TASK INSTRUCTIONS: Print out all the records, word for word.

DATA FOR PROCESSING:
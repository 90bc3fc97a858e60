//! Dialog modules for the TUI
//!
//! Contains modal dialogs for adding, editing and deleting cabinets

pub mod confirm;
pub mod help;
pub mod record_form;
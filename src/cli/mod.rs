//! CLI command handlers
//!
//! This module contains the implementation of CLI commands,
//! bridging the clap argument parsing with the service layer.

pub mod audit;
pub mod batch;
pub mod config;

pub use audit::{handle_audit_command, AuditArgs};
pub use batch::{handle_batch_command, BatchArgs};
pub use config::{handle_config_command, ConfigArgs};
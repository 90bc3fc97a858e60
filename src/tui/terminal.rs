//! Terminal setup and teardown
//!
//! This module handles initializing and restoring the terminal state,
//! including setting up the panic hook to restore the terminal on crash.

use anyhow::Result;
use crossterm::{
    execute,
    terminal::{disable_raw_mode, enable_raw_mode, EnterAlternateScreen, LeaveAlternateScreen},
};
use ratatui::{backend::CrosstermBackend, Terminal};
use std::io::{self, Stdout};
use std::panic;

use crate::config::paths::CabinetPaths;
use crate::config::settings::Settings;

use super::app::App;
use super::event::EventHandler;
use super::handler::handle_event;

/// Type alias for our terminal
pub type Tui = Terminal<CrosstermBackend<Stdout>>;

/// Initialize the terminal for TUI mode
pub fn init_terminal() -> Result<Tui> {
    let original_hook = panic::take_hook();
    panic::set_hook(Box::new(move |panic_info| {
        let _ = restore_terminal();
        original_hook(panic_info);
    }));

    enable_raw_mode()?;
    let mut stdout = io::stdout();
    execute!(stdout, EnterAlternateScreen)?;

    let backend = CrosstermBackend::new(stdout);
    let terminal = Terminal::new(backend)?;

    Ok(terminal)
}

/// Restore the terminal to its original state
pub fn restore_terminal() -> Result<()> {
    disable_raw_mode()?;
    execute!(io::stdout(), LeaveAlternateScreen)?;
    Ok(())
}

/// Run the TUI application
pub fn run_tui(settings: &Settings, paths: &CabinetPaths) -> Result<()> {
    let mut terminal = init_terminal()?;
    let mut app = App::new(settings, paths);
    let events = EventHandler::default();

    // Restore the terminal even when the loop fails
    let result = run_loop(&mut terminal, &mut app, &events);
    restore_terminal()?;
    result
}

fn run_loop(terminal: &mut Tui, app: &mut App, events: &EventHandler) -> Result<()> {
    while !app.should_quit {
        terminal.draw(|frame| super::views::render(frame, app))?;
        handle_event(app, events.next()?)?;
    }
    Ok(())
}
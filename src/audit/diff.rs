//! Diff generation for audit logging
//!
//! Generates human-readable diffs between before and after record images.

use serde_json::Value;

use crate::models::Money;

const MAX_STRING_CHARS: usize = 50;

/// Record fields stored as minor units, shown as amounts in diffs
const MONEY_FIELDS: &[&str] = &["totalRevenue", "dailyRevenue", "balance"];

/// Generate a human-readable diff between two JSON values
///
/// Only top-level field changes are listed. Returns `None` when nothing
/// changed.
pub fn generate_diff(before: &Value, after: &Value) -> Option<String> {
    match (before, after) {
        (Value::Object(before_obj), Value::Object(after_obj)) => {
            let mut changes = Vec::new();

            for (key, before_val) in before_obj {
                match after_obj.get(key) {
                    Some(after_val) if before_val != after_val => changes.push(format!(
                        "{}: {} -> {}",
                        key,
                        format_field(key, before_val),
                        format_field(key, after_val)
                    )),
                    Some(_) => {}
                    None => changes.push(format!(
                        "{}: {} -> (removed)",
                        key,
                        format_field(key, before_val)
                    )),
                }
            }

            for (key, after_val) in after_obj {
                if !before_obj.contains_key(key) {
                    changes.push(format!(
                        "{}: (added) -> {}",
                        key,
                        format_field(key, after_val)
                    ));
                }
            }

            if changes.is_empty() {
                None
            } else {
                Some(changes.join(", "))
            }
        }
        _ if before != after => Some(format!(
            "{} -> {}",
            format_value(before),
            format_value(after)
        )),
        _ => None,
    }
}

fn format_field(key: &str, value: &Value) -> String {
    match value.as_i64() {
        Some(minor) if MONEY_FIELDS.contains(&key) => Money::from_minor(minor).format_grouped(),
        _ => format_value(value),
    }
}

/// Format a JSON value for human-readable display
fn format_value(value: &Value) -> String {
    match value {
        Value::Null => "null".to_string(),
        Value::Bool(b) => b.to_string(),
        Value::Number(n) => n.to_string(),
        Value::String(s) => {
            // Names are often Cyrillic; cut on char boundaries
            if s.chars().count() > MAX_STRING_CHARS {
                let head: String = s.chars().take(MAX_STRING_CHARS - 3).collect();
                format!("\"{}...\"", head)
            } else {
                format!("\"{}\"", s)
            }
        }
        Value::Array(arr) => format!("[{} items]", arr.len()),
        Value::Object(obj) => format!("{{{} fields}}", obj.len()),
    }
}
//! Event handling for the TUI
//!
//! Polls crossterm on a background thread and forwards key, mouse and resize
//! events plus a periodic tick over a channel.

use crossterm::event::{self, Event as CrosstermEvent, KeyEvent, MouseEvent};
use std::sync::mpsc;
use std::thread;
use std::time::{Duration, Instant};

/// Terminal events
#[derive(Debug, Clone)]
pub enum Event {
    /// Key press event
    Key(KeyEvent),
    /// Mouse event
    Mouse(MouseEvent),
    /// Terminal resize
    Resize(u16, u16),
    /// Tick event for periodic updates (notification expiry)
    Tick,
}

/// Event handler for terminal events
pub struct EventHandler {
    receiver: mpsc::Receiver<Event>,
    #[allow(dead_code)]
    handler: thread::JoinHandle<()>,
}

impl EventHandler {
    /// Create a new event handler with the specified tick rate
    ///
    /// The polling thread stops when the receiver is dropped or when the
    /// terminal can no longer be read.
    pub fn new(tick_rate: Duration) -> Self {
        let (sender, receiver) = mpsc::channel();
        let handler = thread::spawn(move || {
            let mut last_tick = Instant::now();
            loop {
                let timeout = tick_rate
                    .checked_sub(last_tick.elapsed())
                    .unwrap_or(Duration::ZERO);

                let ready = match event::poll(timeout) {
                    Ok(ready) => ready,
                    Err(_) => return,
                };
                if ready {
                    let forwarded = match event::read() {
                        Ok(CrosstermEvent::Key(key)) => Some(Event::Key(key)),
                        Ok(CrosstermEvent::Mouse(mouse)) => Some(Event::Mouse(mouse)),
                        Ok(CrosstermEvent::Resize(width, height)) => {
                            Some(Event::Resize(width, height))
                        }
                        Ok(_) => None,
                        Err(_) => return,
                    };
                    if let Some(event) = forwarded {
                        if sender.send(event).is_err() {
                            return;
                        }
                    }
                }

                if last_tick.elapsed() >= tick_rate {
                    if sender.send(Event::Tick).is_err() {
                        return;
                    }
                    last_tick = Instant::now();
                }
            }
        });

        Self { receiver, handler }
    }

    /// Get the next event (blocking)
    pub fn next(&self) -> Result<Event, mpsc::RecvError> {
        self.receiver.recv()
    }
}

impl Default for EventHandler {
    fn default() -> Self {
        Self::new(Duration::from_millis(250))
    }
}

ANSWER BELOW:
repository 90bc3fc97a858e60
//! Dialog modules for the TUI
//!
//! Contains modal dialogs for adding, editing and deleting cabinets

pub mod confirm;
pub mod help;
pub mod record_form;
filename src/cli/mod.rs
//! CLI command handlers
//!
//! This module contains the implementation of CLI commands,
//! bridging the clap argument parsing with the service layer.

pub mod audit;
pub mod batch;
pub mod config;

pub use audit::{handle_audit_command, AuditArgs};
pub use batch::{handle_batch_command, BatchArgs};
pub use config::{handle_config_command, ConfigArgs};
repository 90bc3fc97a858e60
filename src/tui/terminal.rs
//! Terminal setup and teardown
//!
//! This module handles initializing and restoring the terminal state,
//! including setting up the panic hook to restore the terminal on crash.

use anyhow::Result;
use crossterm::{
    execute,
    terminal::{disable_raw_mode, enable_raw_mode, EnterAlternateScreen, LeaveAlternateScreen},
};
use ratatui::{backend::CrosstermBackend, Terminal};
use std::io::{self, Stdout};
use std::panic;

use crate::config::paths::CabinetPaths;
use crate::config::settings::Settings;

use super::app::App;
use super::event::EventHandler;
use super::handler::handle_event;

/// Type alias for our terminal
pub type Tui = Terminal<CrosstermBackend<Stdout>>;

/// Initialize the terminal for TUI mode
pub fn init_terminal() -> Result<Tui> {
    let original_hook = panic::take_hook();
    panic::set_hook(Box::new(move |panic_info| {
        let _ = restore_terminal();
        original_hook(panic_info);
    }));

    enable_raw_mode()?;
    let mut stdout = io::stdout();
    execute!(stdout, EnterAlternateScreen)?;

    let backend = CrosstermBackend::new(stdout);
    let terminal = Terminal::new(backend)?;

    Ok(terminal)
}

/// Restore the terminal to its original state
pub fn restore_terminal() -> Result<()> {
    disable_raw_mode()?;
    execute!(io::stdout(), LeaveAlternateScreen)?;
    Ok(())
}

/// Run the TUI application
pub fn run_tui(settings: &Settings, paths: &CabinetPaths) -> Result<()> {
    let mut terminal = init_terminal()?;
    let mut app = App::new(settings, paths);
    let events = EventHandler::default();

    // Restore the terminal even when the loop fails
    let result = run_loop(&mut terminal, &mut app, &events);
    restore_terminal()?;
    result
}

fn run_loop(terminal: &mut Tui, app: &mut App, events: &EventHandler) -> Result<()> {
    while !app.should_quit {
        terminal.draw(|frame| super::views::render(frame, app))?;
        handle_event(app, events.next()?)?;
    }
    Ok(())
}
filename src/audit/diff.rs
//! Diff generation for audit logging
//!
//! Generates human-readable diffs between before and after record images.

use serde_json::Value;

use crate::models::Money;

const MAX_STRING_CHARS: usize = 50;

/// Record fields stored as minor units, shown as amounts in diffs
const MONEY_FIELDS: &[&str] = &["totalRevenue", "dailyRevenue", "balance"];

/// Generate a human-readable diff between two JSON values
///
/// Only top-level field changes are listed. Returns `None` when nothing
/// changed.
pub fn generate_diff(before: &Value, after: &Value) -> Option<String> {
    match (before, after) {
        (Value::Object(before_obj), Value::Object(after_obj)) => {
            let mut changes = Vec::new();

            for (key, before_val) in before_obj {
                match after_obj.get(key) {
                    Some(after_val) if before_val != after_val => changes.push(format!(
                        "{}: {} -> {}",
                        key,
                        format_field(key, before_val),
                        format_field(key, after_val)
                    )),
                    Some(_) => {}
                    None => changes.push(format!(
                        "{}: {} -> (removed)",
                        key,
                        format_field(key, before_val)
                    )),
                }
            }

            for (key, after_val) in after_obj {
                if !before_obj.contains_key(key) {
                    changes.push(format!(
                        "{}: (added) -> {}",
                        key,
                        format_field(key, after_val)
                    ));
                }
            }

            if changes.is_empty() {
                None
            } else {
                Some(changes.join(", "))
            }
        }
        _ if before != after => Some(format!(
            "{} -> {}",
            format_value(before),
            format_value(after)
        )),
        _ => None,
    }
}

fn format_field(key: &str, value: &Value) -> String {
    match value.as_i64() {
        Some(minor) if MONEY_FIELDS.contains(&key) => Money::from_minor(minor).format_grouped(),
        _ => format_value(value),
    }
}

/// Format a JSON value for human-readable display
fn format_value(value: &Value) -> String {
    match value {
        Value::Null => "null".to_string(),
        Value::Bool(b) => b.to_string(),
        Value::Number(n) => n.to_string(),
        Value::String(s) => {
            // Names are often Cyrillic; cut on char boundaries
            if s.chars().count() > MAX_STRING_CHARS {
                let head: String = s.chars().take(MAX_STRING_CHARS - 3).collect();
                format!("\"{}...\"", head)
            } else {
                format!("\"{}\"", s)
            }
        }
        Value::Array(arr) => format!("[{} items]", arr.len()),
        Value::Object(obj) => format!("{{{} fields}}", obj.len()),
    }
}
//! Event handling for the TUI
//!
//! Polls crossterm on a background thread and forwards key, mouse and resize
//! events plus a periodic tick over a channel.

use crossterm::event::{self, Event as CrosstermEvent, KeyEvent, MouseEvent};
use std::sync::mpsc;
use std::thread;
use std::time::{Duration, Instant};

/// Terminal events
#[derive(Debug, Clone)]
pub enum Event {
    /// Key press event
    Key(KeyEvent),
    /// Mouse event
    Mouse(MouseEvent),
    /// Terminal resize
    Resize(u16, u16),
    /// Tick event for periodic updates (notification expiry)
    Tick,
}

/// Event handler for terminal events
pub struct EventHandler {
    receiver: mpsc::Receiver<Event>,
    #[allow(dead_code)]
    handler: thread::JoinHandle<()>,
}

impl EventHandler {
    /// Create a new event handler with the specified tick rate
    ///
    /// The polling thread stops when the receiver is dropped or when the
    /// terminal can no longer be read.
    pub fn new(tick_rate: Duration) -> Self {
        let (sender, receiver) = mpsc::channel();
        let handler = thread::spawn(move || {
            let mut last_tick = Instant::now();
            loop {
                let timeout = tick_rate
                    .checked_sub(last_tick.elapsed())
                    .unwrap_or(Duration::ZERO);

                let ready = match event::poll(timeout) {
                    Ok(ready) => ready,
                    Err(_) => return,
                };
                if ready {
                    let forwarded = match event::read() {
                        Ok(CrosstermEvent::Key(key)) => Some(Event::Key(key)),
                        Ok(CrosstermEvent::Mouse(mouse)) => Some(Event::Mouse(mouse)),
                        Ok(CrosstermEvent::Resize(width, height)) => {
                            Some(Event::Resize(width, height))
                        }
                        Ok(_) => None,
                        Err(_) => return,
                    };
                    if let Some(event) = forwarded {
                        if sender.send(event).is_err() {
                            return;
                        }
                    }
                }

                if last_tick.elapsed() >= tick_rate {
                    if sender.send(Event::Tick).is_err() {
                        return;
                    }
                    last_tick = Instant::now();
                }
            }
        });

        Self { receiver, handler }
    }

    /// Get the next event (blocking)
    pub fn next(&self) -> Result<Event, mpsc::RecvError> {
        self.receiver.recv()
    }
}

impl Default for EventHandler {
    fn default() -> Self {
        Self::new(Duration::from_millis(250))
    }
}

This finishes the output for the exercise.